Similarly, modeling results submitted by the Natural Resources Defense Council (NRDC) showed that adding 8 GW of solar in North Carolina by 2025 (compared to 3 GW in Duke Energy’s plans), plus 1.3 GW of storage by 2030, would yield the lowest customer bills. That “low bill” scenario also involved retiring 4 GW of North Carolina coal generation by next year.
Both groups hired consulting firms to run the models. NCSEA hired Synapse Energy Economics to run the EnCompass model, licensed by Anchor Power Solutions, while NRDC hired ICF Consulting to run that firm’s IPM model.

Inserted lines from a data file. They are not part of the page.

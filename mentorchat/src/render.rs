//! Plain-text rendering of transcript snapshots.
//!
//! [`TranscriptPrinter`] remembers what it has already shown and, for each
//! new snapshot, yields only the lines that are new or whose delivery state
//! changed. The CLI prints those lines to stdout.

use std::collections::HashMap;
use std::fmt::Write as _;

use mentorchat_proto::message::{ClientRef, MessageId, Origin, Timestamp};

use crate::transcript::{DeliveryState, TranscriptEntry};

#[derive(Debug, Clone, Copy, PartialEq, Eq, Hash)]
enum EntryKey {
    Local(ClientRef),
    Server(MessageId),
}

impl EntryKey {
    fn of(entry: &TranscriptEntry) -> Option<Self> {
        entry
            .local_key
            .map(Self::Local)
            .or_else(|| entry.message.identity.map(Self::Server))
    }
}

/// Turns successive transcript snapshots into printable lines.
#[derive(Debug)]
pub struct TranscriptPrinter {
    timestamp_format: String,
    shown: HashMap<EntryKey, DeliveryState>,
}

impl TranscriptPrinter {
    /// Creates a printer using a chrono format string for timestamps.
    #[must_use]
    pub fn new(timestamp_format: impl Into<String>) -> Self {
        Self {
            timestamp_format: timestamp_format.into(),
            shown: HashMap::new(),
        }
    }

    /// Lines for entries not shown before or whose state changed.
    ///
    /// An empty snapshot (a cleared session) resets the printer.
    pub fn update(&mut self, entries: &[TranscriptEntry]) -> Vec<String> {
        if entries.is_empty() {
            self.shown.clear();
            return Vec::new();
        }

        let mut lines = Vec::new();
        for entry in entries {
            let Some(key) = EntryKey::of(entry) else {
                continue;
            };
            if self.shown.get(&key) == Some(&entry.state) {
                continue;
            }
            self.shown.insert(key, entry.state.clone());
            lines.push(self.line(entry));
        }
        lines
    }

    fn line(&self, entry: &TranscriptEntry) -> String {
        let time = format_timestamp(entry.message.timestamp, &self.timestamp_format);
        let author = match entry.message.origin {
            Origin::LocalUser => "you",
            Origin::System => "*",
            Origin::RemotePeer => entry.message.author_label.as_deref().unwrap_or("them"),
        };
        let marker = match &entry.state {
            DeliveryState::Pending => " (sending)".to_string(),
            DeliveryState::Confirmed => String::new(),
            DeliveryState::Failed(reason) => format!(" (failed: {reason})"),
        };
        format!("[{time}] {author}: {}{marker}", entry.message.body)
    }
}

/// Formats a timestamp in local time.
///
/// Falls back to `??:??` for out-of-range values or an invalid format
/// string.
#[must_use]
pub fn format_timestamp(timestamp: Timestamp, format: &str) -> String {
    use chrono::{Local, TimeZone};

    let ms = timestamp.as_millis();
    let Ok(secs) = i64::try_from(ms / 1000) else {
        return "??:??".to_string();
    };
    let nsecs = u32::try_from((ms % 1000) * 1_000_000).unwrap_or(0);
    match Local.timestamp_opt(secs, nsecs) {
        chrono::LocalResult::Single(dt) => {
            let mut out = String::new();
            if write!(out, "{}", dt.format(format)).is_err() {
                return "??:??".to_string();
            }
            out
        }
        _ => "??:??".to_string(),
    }
}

Synapse ran the EnCompass model in both the capacity expansion and production cost modeling modes, said Ms. Jones of NCSEA, while ICF’s IPM model is a capacity expansion model. (For comparison, the Duke and Dominion utilities used capacity expansion and production cost models for their IRPs; Dominion also made limited use of a power flow model.) The different types of modeling can achieve progressively more refined results, as shown here:
Both models, EnCompass and IPM, come complete with data on existing electric generating units. Both Synapse and ICF used cost projections for solar and wind power from the National Renewable Energy Laboratory’s Advanced Technology Baseline report. For storage, Synapse used cost projections from Lazard’s Levelized Cost of Storage report, while ICF used NRDC’s mid-case cost trajectory synthesizing four data sources.
NCSEA’s and NRDC’s regulatory filings presented different interpretations of Duke Energy’s IRP treatment of existing coal units. The Synapse report submitted as part of NCSEA’s filing indicated that Duke had “must-run designations for coal units.” A report by Applied Economics Clinic (AEC) jointly filed by NRDC, the Sierra Club and the Southern Alliance for Clean Energy stated that Duke did not forecast the fixed costs of existing units; AEC noted that “future fixed O&M costs are avoidable if the plant retires.”